Review By Lisa Lanzi


Composer & Citizen: Chamber Landscapes 2020, part of the Adelaide Festival this year, is curated by Marshall McGuire who desires that this “weekend of music provokes not just thought, but some joy, and a connection to beauty, shared between us all”. I was privileged to attend this performance of American vocal ensemble Roomful of Teeth, comprised of eight remarkably talented artists and founded by Brad Wells in 2009. So much beauty and joy in the room, and certainly I felt deeply connected to this astonishing sound.

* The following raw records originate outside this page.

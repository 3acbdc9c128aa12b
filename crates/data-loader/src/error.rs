//! Error types for the data-loader crate.
//!
//! Parse failures on individual cells are not errors here: the field
//! normalizer degrades them to absent values. What remains is the
//! structural stuff that can actually go wrong when a dataset is read
//! from or written to disk.

use std::path::PathBuf;
use thiserror::Error;

/// Errors that can occur while loading, caching or assembling a dataset
#[derive(Error, Debug)]
pub enum DataLoadError {
    /// Cache file could not be found
    #[error("Cache file not found: {}", path.display())]
    FileNotFound { path: PathBuf },

    /// I/O error occurred while reading or writing a file
    #[error("I/O error: {0}")]
    IoError(#[from] std::io::Error),

    /// Cache file contents were not valid JSON for a dataset
    #[error("Malformed cache file {}: {source}", path.display())]
    MalformedCache {
        path: PathBuf,
        #[source]
        source: serde_json::Error,
    },

    /// Dataset could not be serialized for caching
    #[error("Failed to serialize dataset: {0}")]
    SerializeError(#[from] serde_json::Error),

    /// A row does not have the same number of cells as the header
    #[error("Expected {expected} fields but found {found} in row {row}")]
    FieldCountMismatch {
        expected: usize,
        found: usize,
        row: usize,
    },

    /// The same column name appears twice in a header
    #[error("Duplicate column: {0}")]
    DuplicateColumn(String),
}

/// Convenience type alias for Results in this crate
pub type Result<T> = std::result::Result<T, DataLoadError>;
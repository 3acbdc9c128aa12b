//! Flat-file cache for a raw dataset.
//!
//! The cache is a single JSON document holding the header and the rows. It
//! is opaque to the rest of the pipeline: whatever goes in comes back out
//! unchanged, and it is re-validated on the way in.

use crate::error::{DataLoadError, Result};
use crate::types::Dataset;
use std::fs::{self, File};
use std::io::{BufReader, BufWriter, Write};
use std::path::{Path, PathBuf};
use tracing::{debug, info};

/// Handle on the cache file location.
#[derive(Debug, Clone, PartialEq, Eq)]
pub struct CacheFile {
    path: PathBuf,
}

impl CacheFile {
    pub fn new(path: impl Into<PathBuf>) -> Self {
        Self { path: path.into() }
    }

    pub fn path(&self) -> &Path {
        &self.path
    }

    pub fn exists(&self) -> bool {
        self.path.is_file()
    }

    /// Read the cached dataset.
    pub fn read(&self) -> Result<Dataset> {
        if !self.exists() {
            return Err(DataLoadError::FileNotFound {
                path: self.path.clone(),
            });
        }

        let reader = BufReader::new(File::open(&self.path)?);
        let dataset: Dataset =
            serde_json::from_reader(reader).map_err(|source| DataLoadError::MalformedCache {
                path: self.path.clone(),
                source,
            })?;
        dataset.validate()?;

        debug!("Read {} rows from cache {:?}", dataset.len(), self.path);
        Ok(dataset)
    }

    /// Write the dataset to the cache, creating parent directories as needed.
    ///
    /// Writes to a sibling temp file first and renames it into place, so an
    /// interrupted write never leaves a truncated cache behind.
    pub fn write(&self, dataset: &Dataset) -> Result<()> {
        if let Some(parent) = self.path.parent().filter(|p| !p.as_os_str().is_empty()) {
            fs::create_dir_all(parent)?;
        }

        let tmp_path = self.path.with_extension("json.tmp");
        let written = write_json(&tmp_path, dataset)
            .and_then(|()| fs::rename(&tmp_path, &self.path).map_err(DataLoadError::from));
        if let Err(e) = written {
            // the temp file may never have been created
            let _ = fs::remove_file(&tmp_path);
            return Err(e);
        }

        info!("Cached {} rows at {:?}", dataset.len(), self.path);
        Ok(())
    }

    /// Remove the cache file. Returns `true` if a file was deleted.
    pub fn clear(&self) -> Result<bool> {
        if !self.exists() {
            return Ok(false);
        }
        fs::remove_file(&self.path)?;
        info!("Removed cache {:?}", self.path);
        Ok(true)
    }
}

fn write_json(path: &Path, dataset: &Dataset) -> Result<()> {
    let mut writer = BufWriter::new(File::create(path)?);
    serde_json::to_writer(&mut writer, dataset)?;
    writer.flush()?;
    Ok(())
}
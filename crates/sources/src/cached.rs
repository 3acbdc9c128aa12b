//! Fetch-or-cache wrapper around another source.
//!
//! ## Algorithm
//! 1. If caching is enabled and the cache file exists, read it and stop
//! 2. Otherwise load from the inner source
//! 3. If caching is enabled, write what was loaded to the cache

use crate::source::DatasetSource;
use anyhow::{Context, Result};
use data_loader::{CacheFile, Dataset};
use tracing::{info, warn};

/// Wraps a source with a flat-file cache.
pub struct CachingSource<S> {
    inner: S,
    cache: CacheFile,
    use_cache: bool,
}

impl<S: DatasetSource> CachingSource<S> {
    /// Create a caching source with caching enabled
    pub fn new(inner: S, cache: CacheFile) -> Self {
        Self {
            inner,
            cache,
            use_cache: true,
        }
    }

    /// Turn the cache on or off (default: on). With it off, every load goes
    /// to the inner source and nothing is written.
    pub fn with_cache(mut self, use_cache: bool) -> Self {
        self.use_cache = use_cache;
        self
    }

    pub fn cache(&self) -> &CacheFile {
        &self.cache
    }

    /// Load from the inner source, ignoring any existing cache file.
    ///
    /// The fresh copy still replaces the cache when caching is enabled.
    pub fn load_fresh(&self) -> Result<Dataset> {
        let dataset = self.load_inner()?;
        if self.use_cache {
            self.write_cache(&dataset)?;
        }
        Ok(dataset)
    }

    /// Load from the inner source and replace the cache file.
    ///
    /// Writes the cache even when caching is turned off for `load`.
    pub fn refresh(&self) -> Result<Dataset> {
        let dataset = self.load_inner()?;
        self.write_cache(&dataset)?;
        Ok(dataset)
    }

    /// Remove the cache file. Returns `true` if one was deleted.
    pub fn clear_cache(&self) -> Result<bool> {
        self.cache
            .clear()
            .with_context(|| format!("Failed to remove cache {:?}", self.cache.path()))
    }

    fn load_inner(&self) -> Result<Dataset> {
        self.inner
            .load()
            .with_context(|| format!("Failed to load dataset from {}", self.inner.name()))
    }

    fn write_cache(&self, dataset: &Dataset) -> Result<()> {
        self.cache
            .write(dataset)
            .with_context(|| format!("Failed to write cache {:?}", self.cache.path()))
    }
}

impl<S: DatasetSource> DatasetSource for CachingSource<S> {
    fn name(&self) -> &str {
        "CachingSource"
    }

    fn load(&self) -> Result<Dataset> {
        if self.use_cache && self.cache.exists() {
            match self.cache.read() {
                Ok(dataset) => {
                    info!("Loaded {} rows from cache {:?}", dataset.len(), self.cache.path());
                    return Ok(dataset);
                }
                // a corrupt cache is as good as no cache
                Err(e) => warn!("Ignoring unreadable cache {:?}: {}", self.cache.path(), e),
            }
        } else if self.use_cache {
            info!("No cache at {:?}; loading from {}", self.cache.path(), self.inner.name());
        }

        self.load_fresh()
    }
}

Roomful of Teeth is a is a GRAMMY-winning vocal project with the goal of “reimagining the expressive potential of the human voice”. Like any great artists, the members continue to seek training in a wide variety of vocal forms (Tuvan throat singing, yodelling, Broadway belting, Inuit throat singing, Korean P’ansori, Georgian singing, Sardinian cantu a tenore, Hindustani music, Persian classical singing and Death Metal singing) and source leading teachers when they gather annually at Massachusetts Museum of Contemporary Art. The group performed six works, all by living composers, plus an emotionally charged encore. To be present at this performance was akin to being at a masterclass demonstration of every vocal quality imaginable, at the most professional level possible.


The first haunting work on the program, with drum accompaniment by Adelaide’s Sami Butler, was written for the a cappella octet by Australian composer Wally Gunn (Victorian College of the Arts and NY trained) based on poetry by contemporary Australian poet Maria Zajkowski, who was in the audience. The Ascendant (2012 and 2016) unfolds in six parts and was particularly poignant for being its first Australian performance in the stunning, semi-rural setting of Ukaria Cultural Centre. Gunn’s composing style is emotionally direct, sometimes utilizing physical gesture and speech to heighten the theatricality of musical performance. In The Ascendant the complexity and layering is profound, the leads are shared between female and male voices with some very close harmonies and drone-like accompaniments. One of the characteristics of RoT is the extraordinary range of notes covered by eight voices, from bell-like soprano highs to earth-shaking baritone lows - five octaves I have read. The vocal power and control is also extraordinary, as shown in some of the crescendo passages and the gradual decrescendos into silence. A detailed description of this work would take the entire review but I still have a visceral reaction when recalling the impact of the live performance; there are some videos of the work if you desire to look them up.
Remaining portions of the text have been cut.